Among the manuscripts brought to Italy by Giovan Battista Vecchietti, mention should be made of a copy of the Judaeo-Persian Pentateuch, preserved at the Vatican Library as MS Vat. Pers. 61 (Rossi, 1948, p. 87). Ignazio Guidi (q.v.) made a preliminary study of it, and Herbert Paper published the text in Latin transliteration (1965-68). The National Library in Naples possesses a copy of the Persian version of the Book of Psalms (MS III.G.34; Piemontese, 1989, no. 233), which was made in Lār in 1601 under the supervision of Giovan Battista Vecchietti (an identical ‘twin’ manuscript is preserved in Bibliothèque nationale de France in Paris as MS Supplément persan 1; see Richard, 1980, pp. 295-96). In 1602 Vecchietti brought from Hormuz a copy of Asadi-Ṭusi’s (ca. 1000-1072/73, q.v.) Persian lexicon entitled Loḡat-e fors, which is dated to 733/1332-33 and is preserved in the Vatican Library as MS Vat. Pers. 22 (Rossi, 1948, pp. 49-51). This manuscript was used as the main copy in Paul Horn’s edition of the text published in Berlin in 1897 (Horn).

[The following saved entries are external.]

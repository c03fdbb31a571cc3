//! Server configuration: command line flags and game rules.

use clap::Parser;
use shared::{Money, GO_BONUS, MAX_PLAYERS, MIN_PLAYERS, STARTING_CASH};
use std::time::Duration;

/// Authoritative Monopoly game server
#[derive(Parser, Debug, Clone)]
#[command(author, version, about, long_about = None)]
pub struct Config {
    /// Server IP address to bind to
    #[arg(short = 'H', long, default_value = "127.0.0.1")]
    pub host: String,

    /// Server port to listen on
    #[arg(short, long, default_value = "8080")]
    pub port: u16,

    /// Maximum number of simultaneous connections, players and spectators
    #[arg(short = 'c', long, default_value = "32")]
    pub max_connections: usize,

    /// Delay after a dice roll before the next roll is allowed
    #[arg(long, default_value = "2000")]
    pub roll_delay_ms: u64,

    /// Delay after a purchase before the turn passes
    #[arg(long, default_value = "2000")]
    pub buy_delay_ms: u64,

    /// Delay after a skipped purchase before the turn passes
    #[arg(long, default_value = "1000")]
    pub skip_delay_ms: u64,

    /// Fixed seed for the dice, for reproducible sessions
    #[arg(long)]
    pub seed: Option<u64>,
}

impl Default for Config {
    fn default() -> Self {
        Self {
            host: "127.0.0.1".to_string(),
            port: 8080,
            max_connections: 32,
            roll_delay_ms: 2000,
            buy_delay_ms: 2000,
            skip_delay_ms: 1000,
            seed: None,
        }
    }
}

impl Config {
    pub fn address(&self) -> String {
        format!("{}:{}", self.host, self.port)
    }

    pub fn turn_delays(&self) -> TurnDelays {
        TurnDelays {
            after_roll: Duration::from_millis(self.roll_delay_ms),
            after_buy: Duration::from_millis(self.buy_delay_ms),
            after_skip: Duration::from_millis(self.skip_delay_ms),
        }
    }
}

/// How long clients get to show an outcome before play continues.
#[derive(Debug, Clone, Copy, PartialEq, Eq)]
pub struct TurnDelays {
    pub after_roll: Duration,
    pub after_buy: Duration,
    pub after_skip: Duration,
}

impl Default for TurnDelays {
    fn default() -> Self {
        Config::default().turn_delays()
    }
}

#[derive(Debug, Clone, Copy, PartialEq, Eq)]
pub struct GameRules {
    pub starting_cash: Money,
    pub go_bonus: Money,
    pub min_players: usize,
    pub max_players: usize,
}

impl Default for GameRules {
    fn default() -> Self {
        Self {
            starting_cash: STARTING_CASH,
            go_bonus: GO_BONUS,
            min_players: MIN_PLAYERS,
            max_players: MAX_PLAYERS,
        }
    }
}
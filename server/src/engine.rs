//! Transaction engine: the economic effects of moving around the board.
//!
//! Every change to a player's cash goes through one of these functions.
//! Guards run before any mutation, so a rejected action leaves the state
//! exactly as it was.

use crate::dice::{Dice, DiceRoll};
use crate::error::ActionError;
use crate::game::GameState;
use log::debug;
use shared::{space, LandingEffect, Money, Phase, PlayerId, Space, SpaceKind, BOARD_SIZE, GO_POSITION};

#[derive(Debug, Clone, Copy, PartialEq, Eq)]
pub struct Movement {
    pub from: u8,
    pub to: u8,
    pub passed_go: bool,
}

#[derive(Debug, Clone, PartialEq, Eq)]
pub struct RollOutcome {
    pub player: PlayerId,
    pub roll: DiceRoll,
    pub movement: Movement,
    pub effect: LandingEffect,
}

impl RollOutcome {
    /// True when the roll left a purchase decision open.
    pub fn purchase_pending(&self) -> bool {
        matches!(self.effect, LandingEffect::CanBuy { .. })
    }
}

#[derive(Debug, Clone, Copy, PartialEq, Eq)]
pub struct Purchase {
    pub player: PlayerId,
    pub space: &'static Space,
}

/// Moves a token forward and pays the GO bonus for passing it. Landing
/// exactly on GO is paid by `resolve_landing` instead.
pub fn advance_token(state: &mut GameState, player: PlayerId, steps: u8) -> Option<Movement> {
    let from = state.player(player)?.position;
    let raw = u16::from(from) + u16::from(steps);
    let to = (raw % u16::from(BOARD_SIZE)) as u8;
    let passed_go = raw >= u16::from(BOARD_SIZE) && to != GO_POSITION;

    state.move_player(player, to);
    if passed_go {
        let bonus = state.rules().go_bonus;
        state.adjust_cash(player, bonus);
    }

    Some(Movement { from, to, passed_go })
}

/// Rent owed to `owner` for `space`. Utilities ignore the catalog rent and
/// charge a multiple of the dice instead.
pub fn rent_due(state: &GameState, space: &Space, owner: PlayerId, dice_total: u8) -> Money {
    match space.kind {
        SpaceKind::Railroad => {
            space.rent * state.owned_count(owner, SpaceKind::Railroad) as Money
        }
        SpaceKind::Utility => {
            let multiplier = if state.owned_count(owner, SpaceKind::Utility) == 2 {
                10
            } else {
                4
            };
            Money::from(dice_total) * multiplier
        }
        _ => space.rent,
    }
}

/// Applies the effect of `actor` coming to rest on their current space.
pub fn resolve_landing(state: &mut GameState, actor: PlayerId, dice_total: u8) -> LandingEffect {
    let Some(position) = state.player(actor).map(|player| player.position) else {
        return LandingEffect::None;
    };
    let landed = space(position);

    match landed.kind {
        SpaceKind::Property | SpaceKind::Railroad | SpaceKind::Utility => {
            match state.owner_of(landed.id) {
                None => LandingEffect::CanBuy {
                    space: landed.id,
                    price: landed.price,
                },
                Some(owner) if owner == actor => LandingEffect::None,
                Some(owner) => {
                    // Owners who left keep their deeds but collect nothing.
                    let Some(owner_name) = state.player(owner).map(|p| p.name.clone()) else {
                        return LandingEffect::None;
                    };
                    let rent = rent_due(state, landed, owner, dice_total);
                    state.adjust_cash(actor, -rent);
                    state.adjust_cash(owner, rent);
                    LandingEffect::PaidRent {
                        rent,
                        owner,
                        owner_name,
                    }
                }
            }
        }
        SpaceKind::Tax => {
            state.adjust_cash(actor, -landed.tax);
            LandingEffect::PaidTax { amount: landed.tax }
        }
        SpaceKind::GoToJail => {
            state.send_to_jail(actor);
            LandingEffect::GoToJail
        }
        SpaceKind::Go => {
            let bonus = state.rules().go_bonus;
            state.adjust_cash(actor, bonus);
            LandingEffect::PassedGo { amount: bonus }
        }
        SpaceKind::Chest | SpaceKind::Chance | SpaceKind::Jail | SpaceKind::FreeParking => {
            LandingEffect::None
        }
    }
}

/// Rolls for the active player, moves them and resolves the landing.
/// Leaves the phase at `Buying` when a purchase is on offer, else `Waiting`.
pub fn roll(state: &mut GameState, actor: PlayerId, dice: &mut dyn Dice) -> Result<RollOutcome, ActionError> {
    if !state.is_active(actor) {
        return Err(ActionError::NotYourTurn);
    }
    if state.phase() != Phase::Rolling {
        return Err(ActionError::WrongPhase);
    }

    let roll = dice.roll();
    let movement = advance_token(state, actor, roll.total()).ok_or(ActionError::NotYourTurn)?;
    let effect = resolve_landing(state, actor, roll.total());

    let next_phase = if matches!(effect, LandingEffect::CanBuy { .. }) {
        Phase::Buying
    } else {
        Phase::Waiting
    };
    state.set_phase(next_phase);

    debug!(
        "Player {} rolled {}+{} and moved {} -> {}: {:?}",
        actor, roll.first, roll.second, movement.from, movement.to, effect
    );

    Ok(RollOutcome {
        player: actor,
        roll,
        movement,
        effect,
    })
}

/// Buys the space the active player is standing on.
pub fn purchase(state: &mut GameState, actor: PlayerId) -> Result<Purchase, ActionError> {
    if !state.is_active(actor) {
        return Err(ActionError::NotYourTurn);
    }
    let Some(target) = state.active_space() else {
        return Err(ActionError::NotYourTurn);
    };
    if target.kind.is_ownable() && state.owner_of(target.id).is_some() {
        return Err(ActionError::AlreadyOwned);
    }
    if state.phase() != Phase::Buying || !target.kind.is_ownable() {
        return Err(ActionError::WrongPhase);
    }
    let cash = state.player(actor).map_or(0, |player| player.cash);
    if cash < target.price {
        return Err(ActionError::InsufficientFunds);
    }

    state.adjust_cash(actor, -target.price);
    state.apply_ownership(target.id, actor);
    state.set_phase(Phase::Waiting);

    Ok(Purchase {
        player: actor,
        space: target,
    })
}

/// Declines the purchase on offer. Returns `false` when there was nothing to
/// decline.
pub fn skip(state: &mut GameState, actor: PlayerId) -> Result<bool, ActionError> {
    if !state.is_active(actor) {
        return Err(ActionError::NotYourTurn);
    }
    if state.phase() != Phase::Buying {
        return Ok(false);
    }

    state.set_phase(Phase::Waiting);
    Ok(true)
}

The collection of manuscripts that once belonged to the Patriarch Ignazio Neʿmat-Allāh Aṣfar includes a 16th-century copy (dated 8 Šawwāl 954/21 November 1547) of a 13th-century Persian Diatessaron, that is a compilation in which the four Gospels are ‘harmonized’ in a single work. At present, it is preserved as MS Or. 81 in the Medicean-Laurentian Library in Florence (Piemontese, 1989, no. 140; studied and edited by Messina in 1943 and 1951).

The superintendent of the ‘Stamperia Orientale Medicea’, Giovan Battista Raimondi (d. 1614), left behind numerous texts on Persian linguistics in manuscript form, which are at present dispersed as separate manuscripts between libraries in Florence and Venice (Piemontese, 1979b). Based on Raimondi’s studies and translations of Persian lexicons and grammars, Flamino Clementino Amerino—one of Raimondi’s collaborators, who worked in the convent of the Chierici Regolari Minori in Rome and is otherwise unknown—compiled a grammatical text in 1614 that is considered the earliest unpublished Persian grammar written in Europe. It is preserved as MS Vat. Pers. 24 in the Vatican Library (Kromov; Piemontese, 1989, p. 93; Orsatti, 1996a, pp. 559-61).

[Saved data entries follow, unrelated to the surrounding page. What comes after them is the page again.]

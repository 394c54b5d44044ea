// Shared types module - Common types and math helpers used across modules
use anyhow::Result;
use time::OffsetDateTime;

// RGB color representation
#[derive(Clone, Copy, Debug, PartialEq, Eq)]
pub struct Rgb {
    pub r: u8,
    pub g: u8,
    pub b: u8,
}

impl Rgb {
    pub const WHITE: Rgb = Rgb { r: 255, g: 255, b: 255 };
    pub const BLACK: Rgb = Rgb { r: 0, g: 0, b: 0 };

    pub fn from_hex(hex: &str) -> Result<Self> {
        let hex = hex.trim_start_matches('#');
        if hex.len() != 6 {
            anyhow::bail!("Invalid hex color: {}", hex);
        }
        Ok(Rgb {
            r: u8::from_str_radix(&hex[0..2], 16)?,
            g: u8::from_str_radix(&hex[2..4], 16)?,
            b: u8::from_str_radix(&hex[4..6], 16)?,
        })
    }
}

// One frame's view of the clock: epoch milliseconds plus the local
// hour/minute the digit layer displays.
#[derive(Clone, Copy, Debug)]
pub struct FrameTime {
    pub epoch_ms: i64,
    pub hour: u8,
    pub minute: u8,
    pub second: u8,
}

impl FrameTime {
    /// Read the wall clock. Falls back to UTC when the local offset
    /// cannot be determined (e.g. multi-threaded Unix processes).
    pub fn now() -> Self {
        let now = OffsetDateTime::now_local().unwrap_or_else(|_| OffsetDateTime::now_utc());
        FrameTime {
            epoch_ms: (now.unix_timestamp_nanos() / 1_000_000) as i64,
            hour: now.hour(),
            minute: now.minute(),
            second: now.second(),
        }
    }

    /// Epoch time in seconds, the `t` fed to every pattern function.
    pub fn seconds(&self) -> f64 {
        self.epoch_ms as f64 / 1000.0
    }
}

/// Linearly rescale `value` from [from_start, from_end] to [to_start, to_end].
/// Extrapolates outside the source range; callers clamp when they need to.
pub fn map_range(value: f32, from_start: f32, from_end: f32, to_start: f32, to_end: f32) -> f32 {
    to_start + (to_end - to_start) * ((value - from_start) / (from_end - from_start))
}

/// Linear interpolation: `value` = 0 gives `start`, 1 gives `end`.
pub fn lerp(value: f32, start: f32, end: f32) -> f32 {
    start + (end - start) * value
}

pub fn lerp64(value: f64, start: f64, end: f64) -> f64 {
    start + (end - start) * value
}

/// Clamp to [a, b], treating NaN as 0. The pattern functions are allowed to
/// produce NaN (acos out of domain, division by near-zero); a NaN must never
/// reach a radius or color decision.
pub fn clamp_finite(x: f32, a: f32, b: f32) -> f32 {
    if x.is_nan() {
        0.0
    } else {
        x.max(a).min(b)
    }
}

In the 17th-century Italy, the interest towards Persian studies and towards collecting Persian manuscripts became mainly the prerogative of the religious and missionary circles. The Borgia collection, which the Vatican Library acquired in 1902 from Propaganda Fide (founded in 1622), perfectly represents this type of interest, mostly religious and linguistic, that the missionary community had in Oriental cultures (Orsatti, 1996b). Among the 23 Persian manuscripts of the Borgia collection, particularly important are some lexicographical works (MSS Borg. Pers. 2, Borg. Pers. 11, Borg. Pers. 12, Borg. Pers. 14, Borg. Pers. 15, and Borg. Pers. 17), and two copies of Persian versions of the Gospels (MSS Borg. Pers. 18 and Borg. Pers. 19; for the latter see Piemontese, 2000 and 2001).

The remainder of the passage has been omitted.